+++ The data

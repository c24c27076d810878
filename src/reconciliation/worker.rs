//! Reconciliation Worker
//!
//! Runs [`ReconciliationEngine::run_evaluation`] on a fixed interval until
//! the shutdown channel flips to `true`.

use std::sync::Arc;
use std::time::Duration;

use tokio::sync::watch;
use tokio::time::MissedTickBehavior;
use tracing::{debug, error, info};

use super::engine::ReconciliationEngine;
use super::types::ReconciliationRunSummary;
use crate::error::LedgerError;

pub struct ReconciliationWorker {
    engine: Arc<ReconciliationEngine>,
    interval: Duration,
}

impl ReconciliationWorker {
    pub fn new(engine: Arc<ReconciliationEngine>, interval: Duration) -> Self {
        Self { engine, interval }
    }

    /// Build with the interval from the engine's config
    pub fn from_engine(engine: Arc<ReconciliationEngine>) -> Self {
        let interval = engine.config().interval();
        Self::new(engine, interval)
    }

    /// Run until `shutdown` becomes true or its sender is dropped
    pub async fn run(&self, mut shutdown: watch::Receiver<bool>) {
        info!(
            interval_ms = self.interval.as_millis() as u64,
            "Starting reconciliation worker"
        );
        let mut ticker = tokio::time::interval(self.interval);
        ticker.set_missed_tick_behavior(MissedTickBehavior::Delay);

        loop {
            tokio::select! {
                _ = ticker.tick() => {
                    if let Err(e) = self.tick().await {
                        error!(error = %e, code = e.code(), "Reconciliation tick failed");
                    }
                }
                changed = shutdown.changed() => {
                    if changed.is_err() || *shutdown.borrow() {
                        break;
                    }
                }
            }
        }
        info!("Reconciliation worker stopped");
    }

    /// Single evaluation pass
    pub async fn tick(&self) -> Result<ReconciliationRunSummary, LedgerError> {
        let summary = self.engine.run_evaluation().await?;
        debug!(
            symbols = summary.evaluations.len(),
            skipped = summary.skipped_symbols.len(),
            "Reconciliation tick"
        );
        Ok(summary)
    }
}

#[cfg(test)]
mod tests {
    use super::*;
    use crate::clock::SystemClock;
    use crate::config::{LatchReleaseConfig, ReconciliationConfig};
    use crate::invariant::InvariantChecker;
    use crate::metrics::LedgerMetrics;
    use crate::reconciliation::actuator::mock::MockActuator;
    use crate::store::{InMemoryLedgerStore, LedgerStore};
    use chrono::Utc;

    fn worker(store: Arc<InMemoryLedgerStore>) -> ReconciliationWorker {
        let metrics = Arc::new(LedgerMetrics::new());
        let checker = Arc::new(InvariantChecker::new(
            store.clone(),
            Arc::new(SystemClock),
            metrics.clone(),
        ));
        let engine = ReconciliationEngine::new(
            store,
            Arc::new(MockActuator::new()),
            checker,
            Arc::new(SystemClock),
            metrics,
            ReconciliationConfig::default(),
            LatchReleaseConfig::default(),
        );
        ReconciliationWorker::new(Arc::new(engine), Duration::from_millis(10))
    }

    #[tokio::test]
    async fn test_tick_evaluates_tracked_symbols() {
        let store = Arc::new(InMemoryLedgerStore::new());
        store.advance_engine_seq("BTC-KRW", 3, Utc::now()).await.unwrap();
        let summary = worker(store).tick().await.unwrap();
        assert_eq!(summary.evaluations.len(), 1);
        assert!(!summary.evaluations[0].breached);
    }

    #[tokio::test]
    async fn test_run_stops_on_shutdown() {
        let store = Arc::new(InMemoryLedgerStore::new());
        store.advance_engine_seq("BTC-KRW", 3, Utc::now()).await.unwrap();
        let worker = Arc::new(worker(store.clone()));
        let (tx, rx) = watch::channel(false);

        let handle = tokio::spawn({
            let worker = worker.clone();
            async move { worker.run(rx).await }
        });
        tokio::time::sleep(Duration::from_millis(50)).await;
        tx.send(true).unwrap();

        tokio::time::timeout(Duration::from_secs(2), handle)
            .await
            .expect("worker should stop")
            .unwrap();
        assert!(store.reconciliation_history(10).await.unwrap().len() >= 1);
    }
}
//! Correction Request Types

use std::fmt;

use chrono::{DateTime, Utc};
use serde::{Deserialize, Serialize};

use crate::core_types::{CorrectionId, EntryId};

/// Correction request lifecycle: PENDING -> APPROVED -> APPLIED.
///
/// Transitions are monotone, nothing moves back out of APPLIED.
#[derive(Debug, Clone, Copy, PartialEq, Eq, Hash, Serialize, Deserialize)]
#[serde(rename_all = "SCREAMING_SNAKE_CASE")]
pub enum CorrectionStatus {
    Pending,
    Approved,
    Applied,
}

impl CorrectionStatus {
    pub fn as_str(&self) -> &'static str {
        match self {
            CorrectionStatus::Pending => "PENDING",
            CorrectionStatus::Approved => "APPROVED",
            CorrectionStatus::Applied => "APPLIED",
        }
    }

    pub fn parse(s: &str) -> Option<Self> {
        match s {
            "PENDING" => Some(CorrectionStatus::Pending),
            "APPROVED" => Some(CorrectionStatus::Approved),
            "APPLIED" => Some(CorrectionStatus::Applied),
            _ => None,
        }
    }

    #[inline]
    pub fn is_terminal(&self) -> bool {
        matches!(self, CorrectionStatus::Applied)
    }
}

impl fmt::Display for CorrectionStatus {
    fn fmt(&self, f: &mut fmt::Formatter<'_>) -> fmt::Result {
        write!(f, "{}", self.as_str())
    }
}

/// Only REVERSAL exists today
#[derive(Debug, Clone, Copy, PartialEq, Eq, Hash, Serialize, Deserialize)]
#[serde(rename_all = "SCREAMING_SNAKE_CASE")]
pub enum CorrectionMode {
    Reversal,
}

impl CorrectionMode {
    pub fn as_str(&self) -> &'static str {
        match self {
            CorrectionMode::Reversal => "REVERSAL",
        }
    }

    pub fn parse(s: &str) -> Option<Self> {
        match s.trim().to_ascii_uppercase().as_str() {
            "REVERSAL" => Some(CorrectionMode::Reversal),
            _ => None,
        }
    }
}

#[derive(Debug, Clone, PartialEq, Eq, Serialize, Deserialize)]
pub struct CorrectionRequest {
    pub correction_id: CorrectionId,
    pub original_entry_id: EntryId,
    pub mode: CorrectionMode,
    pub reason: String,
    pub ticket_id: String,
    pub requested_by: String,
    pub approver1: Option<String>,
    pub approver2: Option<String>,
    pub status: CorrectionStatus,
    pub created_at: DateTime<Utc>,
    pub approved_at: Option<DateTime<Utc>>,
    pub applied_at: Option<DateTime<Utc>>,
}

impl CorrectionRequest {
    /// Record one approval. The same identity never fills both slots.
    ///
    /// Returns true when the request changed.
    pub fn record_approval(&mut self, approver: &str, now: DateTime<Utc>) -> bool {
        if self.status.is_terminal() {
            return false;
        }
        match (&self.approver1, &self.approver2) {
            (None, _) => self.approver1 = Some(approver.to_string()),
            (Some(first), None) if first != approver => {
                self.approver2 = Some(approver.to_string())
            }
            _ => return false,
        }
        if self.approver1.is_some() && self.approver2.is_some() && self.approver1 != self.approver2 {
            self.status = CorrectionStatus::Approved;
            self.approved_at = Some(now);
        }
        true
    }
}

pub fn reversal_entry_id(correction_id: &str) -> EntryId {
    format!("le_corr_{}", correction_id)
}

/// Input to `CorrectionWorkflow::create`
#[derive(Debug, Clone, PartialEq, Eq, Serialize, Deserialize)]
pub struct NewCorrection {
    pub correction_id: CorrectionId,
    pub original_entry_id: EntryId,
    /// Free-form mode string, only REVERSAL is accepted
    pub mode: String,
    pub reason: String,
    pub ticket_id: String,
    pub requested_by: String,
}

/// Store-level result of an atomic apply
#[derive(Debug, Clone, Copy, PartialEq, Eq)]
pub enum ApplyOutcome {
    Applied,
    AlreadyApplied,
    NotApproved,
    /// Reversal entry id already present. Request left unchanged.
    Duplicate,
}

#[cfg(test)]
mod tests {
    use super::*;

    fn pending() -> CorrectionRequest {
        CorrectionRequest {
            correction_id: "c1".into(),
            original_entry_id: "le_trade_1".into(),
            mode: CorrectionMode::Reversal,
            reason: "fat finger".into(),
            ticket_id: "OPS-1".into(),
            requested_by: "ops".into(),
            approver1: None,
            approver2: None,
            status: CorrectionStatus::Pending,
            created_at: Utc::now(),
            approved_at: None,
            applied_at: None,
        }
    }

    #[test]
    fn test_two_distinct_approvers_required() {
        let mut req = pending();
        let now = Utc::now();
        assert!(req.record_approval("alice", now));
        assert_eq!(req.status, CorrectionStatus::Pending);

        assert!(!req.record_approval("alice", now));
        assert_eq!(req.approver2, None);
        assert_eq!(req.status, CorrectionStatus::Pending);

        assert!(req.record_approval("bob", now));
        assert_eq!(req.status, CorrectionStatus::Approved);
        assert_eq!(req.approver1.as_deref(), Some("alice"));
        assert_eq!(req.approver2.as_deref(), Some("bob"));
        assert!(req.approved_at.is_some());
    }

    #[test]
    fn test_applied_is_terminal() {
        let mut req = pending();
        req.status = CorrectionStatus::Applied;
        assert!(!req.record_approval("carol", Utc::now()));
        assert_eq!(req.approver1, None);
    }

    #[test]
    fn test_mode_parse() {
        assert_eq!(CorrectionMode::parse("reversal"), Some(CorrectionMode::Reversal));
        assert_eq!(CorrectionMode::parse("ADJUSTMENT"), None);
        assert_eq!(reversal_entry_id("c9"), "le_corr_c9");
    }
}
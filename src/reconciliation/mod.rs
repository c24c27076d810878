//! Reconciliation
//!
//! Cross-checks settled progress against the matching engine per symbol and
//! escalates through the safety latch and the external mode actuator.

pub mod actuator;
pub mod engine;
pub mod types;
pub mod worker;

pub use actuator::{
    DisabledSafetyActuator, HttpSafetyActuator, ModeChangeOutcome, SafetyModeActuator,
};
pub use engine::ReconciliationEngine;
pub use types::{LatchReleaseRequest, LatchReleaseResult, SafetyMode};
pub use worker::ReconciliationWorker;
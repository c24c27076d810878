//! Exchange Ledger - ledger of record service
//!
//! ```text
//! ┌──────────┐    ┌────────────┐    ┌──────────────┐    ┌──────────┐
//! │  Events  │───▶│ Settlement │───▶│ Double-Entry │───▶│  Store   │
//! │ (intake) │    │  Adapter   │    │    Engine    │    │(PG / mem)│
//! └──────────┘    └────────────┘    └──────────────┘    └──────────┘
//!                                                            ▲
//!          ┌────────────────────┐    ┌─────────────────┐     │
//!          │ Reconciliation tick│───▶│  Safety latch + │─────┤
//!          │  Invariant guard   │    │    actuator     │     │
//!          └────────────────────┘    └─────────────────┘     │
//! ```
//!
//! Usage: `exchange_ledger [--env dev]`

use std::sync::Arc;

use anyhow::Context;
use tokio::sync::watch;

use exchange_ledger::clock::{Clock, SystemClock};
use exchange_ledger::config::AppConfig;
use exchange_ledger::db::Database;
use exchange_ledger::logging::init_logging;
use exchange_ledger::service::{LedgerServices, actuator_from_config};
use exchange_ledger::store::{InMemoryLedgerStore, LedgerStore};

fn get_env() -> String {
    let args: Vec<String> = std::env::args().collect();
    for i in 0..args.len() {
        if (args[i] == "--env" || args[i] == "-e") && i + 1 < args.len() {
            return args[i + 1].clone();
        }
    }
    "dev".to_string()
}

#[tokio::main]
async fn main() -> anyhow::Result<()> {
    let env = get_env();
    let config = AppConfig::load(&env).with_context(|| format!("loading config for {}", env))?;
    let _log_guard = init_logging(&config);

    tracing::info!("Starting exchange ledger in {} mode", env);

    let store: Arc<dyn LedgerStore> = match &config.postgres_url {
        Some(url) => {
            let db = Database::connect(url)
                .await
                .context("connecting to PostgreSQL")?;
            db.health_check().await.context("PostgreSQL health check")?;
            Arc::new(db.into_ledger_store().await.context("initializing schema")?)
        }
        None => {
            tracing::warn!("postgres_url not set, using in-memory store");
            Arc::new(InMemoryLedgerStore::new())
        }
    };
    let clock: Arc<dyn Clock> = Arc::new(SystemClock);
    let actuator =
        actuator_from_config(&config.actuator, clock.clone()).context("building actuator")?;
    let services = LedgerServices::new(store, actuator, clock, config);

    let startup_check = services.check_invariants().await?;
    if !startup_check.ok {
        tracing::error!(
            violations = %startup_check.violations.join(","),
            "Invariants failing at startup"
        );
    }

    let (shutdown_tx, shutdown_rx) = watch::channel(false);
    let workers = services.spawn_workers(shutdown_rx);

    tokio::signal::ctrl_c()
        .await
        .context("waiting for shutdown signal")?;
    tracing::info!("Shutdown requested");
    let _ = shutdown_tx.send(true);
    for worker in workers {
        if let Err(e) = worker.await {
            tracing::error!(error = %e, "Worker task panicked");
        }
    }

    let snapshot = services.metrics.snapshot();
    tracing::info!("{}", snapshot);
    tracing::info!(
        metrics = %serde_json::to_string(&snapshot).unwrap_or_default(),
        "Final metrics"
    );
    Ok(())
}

++++++

Task statement: Nothing but a number should be given: the count of lines above in which the word "filename" occurs.

Solution to the problem: 2